<<<<

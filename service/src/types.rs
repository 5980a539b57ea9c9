//
// Copyright 2017-2026 Hans W. Uhlig. All Rights Reserved.
//
// Licensed under the Apache License, Version 2.0 (the "License");
// you may not use this file except in compliance with the License.
// You may obtain a copy of the License at
//
//      http://www.apache.org/licenses/LICENSE-2.0
//
// Unless required by applicable law or agreed to in writing, software
// distributed under the License is distributed on an "AS IS" BASIS,
// WITHOUT WARRANTIES OR CONDITIONS OF ANY KIND, either express or implied.
// See the License for the specific language governing permissions and
// limitations under the License.
//

//! Core types for the chat service

use crate::{ChatError, sanitize};
use std::fmt;
use std::net::SocketAddr;
use std::time::{Duration, Instant};

/// Unique identifier for a connection (monotonically increasing, never reused)
#[derive(Debug, Clone, Copy, PartialEq, Eq, Hash, PartialOrd, Ord)]
pub struct ConnectionId(u64);

impl ConnectionId {
    /// Create a new connection ID
    pub fn new(id: u64) -> Self {
        Self(id)
    }

    /// Get the underlying u64 value
    pub fn as_u64(&self) -> u64 {
        self.0
    }
}

impl fmt::Display for ConnectionId {
    fn fmt(&self, f: &mut fmt::Formatter<'_>) -> fmt::Result {
        write!(f, "conn-{}", self.0)
    }
}

/// A sanitized, non-empty display name
///
/// Construction always runs the input through [`sanitize::sanitize`], so a
/// `DisplayName` never carries control characters or surrounding whitespace.
#[derive(Debug, Clone, PartialEq, Eq, Hash, PartialOrd, Ord)]
pub struct DisplayName(String);

impl DisplayName {
    /// Sanitize and validate a display name
    pub fn parse(raw: impl AsRef<str>) -> Result<Self, ChatError> {
        let name = sanitize::sanitize(raw.as_ref());
        if name.is_empty() {
            return Err(ChatError::EmptyName);
        }
        Ok(Self(name))
    }

    /// Get the name as a string slice
    pub fn as_str(&self) -> &str {
        &self.0
    }

    /// Consume the name, returning the inner string
    pub fn into_inner(self) -> String {
        self.0
    }
}

impl fmt::Display for DisplayName {
    fn fmt(&self, f: &mut fmt::Formatter<'_>) -> fmt::Result {
        f.write_str(&self.0)
    }
}

impl AsRef<str> for DisplayName {
    fn as_ref(&self) -> &str {
        &self.0
    }
}

/// Session lifecycle state
#[derive(Debug, Clone, Copy, PartialEq, Eq)]
pub enum SessionState {
    /// Connection accepted, banner being written
    Connecting,
    /// Waiting for a unique, non-empty display name
    NameNegotiation,
    /// Registered and relaying messages
    Active,
    /// Unregistering and announcing departure
    Closing,
    /// Session finished
    Closed,
}

impl fmt::Display for SessionState {
    fn fmt(&self, f: &mut fmt::Formatter<'_>) -> fmt::Result {
        match self {
            Self::Connecting => write!(f, "connecting"),
            Self::NameNegotiation => write!(f, "name-negotiation"),
            Self::Active => write!(f, "active"),
            Self::Closing => write!(f, "closing"),
            Self::Closed => write!(f, "closed"),
        }
    }
}

/// Server snapshot for non-blocking debug information
#[derive(Debug, Clone)]
pub struct ServerSnapshot {
    /// Number of registered sessions
    pub active_sessions: usize,
    /// Total connections accepted since server start
    pub total_connections: u64,
    /// Server bind address
    pub bind_address: SocketAddr,
    /// Server uptime
    pub uptime: Duration,
    /// Server start time
    pub started_at: Instant,
}

impl fmt::Display for ServerSnapshot {
    fn fmt(&self, f: &mut fmt::Formatter<'_>) -> fmt::Result {
        write!(
            f,
            "ChatServer {{ active: {}, total: {}, addr: {}, uptime: {:?} }}",
            self.active_sessions, self.total_connections, self.bind_address, self.uptime
        )
    }
}

#[cfg(test)]
mod tests {
    use super::*;

    #[test]
    fn test_connection_id() {
        let id1 = ConnectionId::new(1);
        let id2 = ConnectionId::new(2);

        assert_eq!(id1.as_u64(), 1);
        assert_ne!(id1, id2);
        assert!(id1 < id2);
        assert_eq!(id2.to_string(), "conn-2");
    }

    #[test]
    fn test_display_name_sanitizes() {
        let name = DisplayName::parse("  al\x07ice\r\n").unwrap();
        assert_eq!(name.as_str(), "alice");
    }

    #[test]
    fn test_display_name_rejects_empty() {
        assert!(matches!(DisplayName::parse(""), Err(ChatError::EmptyName)));
        assert!(matches!(
            DisplayName::parse(" \t\r\n\x1b "),
            Err(ChatError::EmptyName)
        ));
    }

    #[test]
    fn test_session_state_display() {
        assert_eq!(SessionState::NameNegotiation.to_string(), "name-negotiation");
        assert_eq!(SessionState::Closed.to_string(), "closed");
    }
}
//
// Copyright 2017-2026 Hans W. Uhlig. All Rights Reserved.
//
// Licensed under the Apache License, Version 2.0 (the "License");
// you may not use this file except in compliance with the License.
// You may obtain a copy of the License at
//
//      http://www.apache.org/licenses/LICENSE-2.0
//
// Unless required by applicable law or agreed to in writing, software
// distributed under the License is distributed on an "AS IS" BASIS,
// WITHOUT WARRANTIES OR CONDITIONS OF ANY KIND, either express or implied.
// See the License for the specific language governing permissions and
// limitations under the License.
//

//! Multi-user TCP Chat Server Core
//!
//! Clients connect over plain TCP, pick a unique display name and then every
//! line they type is timestamped and relayed to all other participants.
//!
//! # Architecture
//!
//! ```text
//! ChatServer ── AcceptLoop ── ChatSession (one per connection)
//!     │                          │  register / unregister
//!     │                          ▼
//!     │                       Registry ◄──────────┐
//!     │                          │ push           │ lock, snapshot, remove
//!     │                          ▼                │
//!     └──────────────────── OutboundQueue ──► BroadcastEngine ──► Transcript
//! ```
//!
//! - Sessions only ever write to their own connection.
//! - The broadcast engine is the single consumer of the queue and the only
//!   component that writes to other connections. It holds the registry lock
//!   for a whole delivery round.
//! - Join and leave announcements travel through the same queue, so they are
//!   ordered with chat messages.
//!
//! # Example
//!
//! ```no_run
//! use tcpchat_service::{ChatServer, ServerConfig};
//!
//! #[tokio::main]
//! async fn main() -> Result<(), Box<dyn std::error::Error>> {
//!     let config = ServerConfig::new("127.0.0.1:8989".parse()?).with_max_users(10);
//!     let server = ChatServer::new(config).await?;
//!     server.start().await?;
//!     tokio::signal::ctrl_c().await?;
//!     server.shutdown().await?;
//!     Ok(())
//! }
//! ```

mod broadcast;
mod config;
mod connection;
mod error;
pub mod message;
mod metrics;
mod notifier;
mod queue;
mod registry;
pub mod sanitize;
mod server;
mod session;
mod transcript;
mod types;

pub use broadcast::{BroadcastEngine, DeliveryReport};
pub use config::{
    DEFAULT_MAX_USERS, DEFAULT_PORT, DEFAULT_READ_BUFFER_SIZE, QUEUE_SLOTS_PER_USER, ServerConfig,
};
pub use connection::ChatConnection;
pub use error::{ChatError, Result};
pub use message::ChatMessage;
pub use metrics::{MetricsSnapshot, ServerMetrics};
pub use notifier::{LifecycleEvent, LifecycleKind, LifecycleNotifier};
pub use queue::{OutboundMessage, OutboundQueue, QueueConsumer};
pub use registry::{Registry, RegistryEntry, RegistryGuard};
pub use sanitize::sanitize;
pub use server::ChatServer;
pub use session::{ChatSession, SessionContext, SessionOutcome};
pub use transcript::{Transcript, TranscriptHandle};
pub use types::{ConnectionId, DisplayName, ServerSnapshot, SessionState};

>>>>

* **Your task**
Everything above from the line containing "sanitized, non-empty display name" down to the line containing "Server start time" should be copied exactly, both end lines included, and nothing else.

* **Exercise answer**
/// A sanitized, non-empty display name
///
/// Construction always runs the input through [`sanitize::sanitize`], so a
/// `DisplayName` never carries control characters or surrounding whitespace.
#[derive(Debug, Clone, PartialEq, Eq, Hash, PartialOrd, Ord)]
pub struct DisplayName(String);

impl DisplayName {
    /// Sanitize and validate a display name
    pub fn parse(raw: impl AsRef<str>) -> Result<Self, ChatError> {
        let name = sanitize::sanitize(raw.as_ref());
        if name.is_empty() {
            return Err(ChatError::EmptyName);
        }
        Ok(Self(name))
    }

    /// Get the name as a string slice
    pub fn as_str(&self) -> &str {
        &self.0
    }

    /// Consume the name, returning the inner string
    pub fn into_inner(self) -> String {
        self.0
    }
}

impl fmt::Display for DisplayName {
    fn fmt(&self, f: &mut fmt::Formatter<'_>) -> fmt::Result {
        f.write_str(&self.0)
    }
}

impl AsRef<str> for DisplayName {
    fn as_ref(&self) -> &str {
        &self.0
    }
}

/// Session lifecycle state
#[derive(Debug, Clone, Copy, PartialEq, Eq)]
pub enum SessionState {
    /// Connection accepted, banner being written
    Connecting,
    /// Waiting for a unique, non-empty display name
    NameNegotiation,
    /// Registered and relaying messages
    Active,
    /// Unregistering and announcing departure
    Closing,
    /// Session finished
    Closed,
}

impl fmt::Display for SessionState {
    fn fmt(&self, f: &mut fmt::Formatter<'_>) -> fmt::Result {
        match self {
            Self::Connecting => write!(f, "connecting"),
            Self::NameNegotiation => write!(f, "name-negotiation"),
            Self::Active => write!(f, "active"),
            Self::Closing => write!(f, "closing"),
            Self::Closed => write!(f, "closed"),
        }
    }
}

/// Server snapshot for non-blocking debug information
#[derive(Debug, Clone)]
pub struct ServerSnapshot {
    /// Number of registered sessions
    pub active_sessions: usize,
    /// Total connections accepted since server start
    pub total_connections: u64,
    /// Server bind address
    pub bind_address: SocketAddr,
    /// Server uptime
    pub uptime: Duration,
    /// Server start time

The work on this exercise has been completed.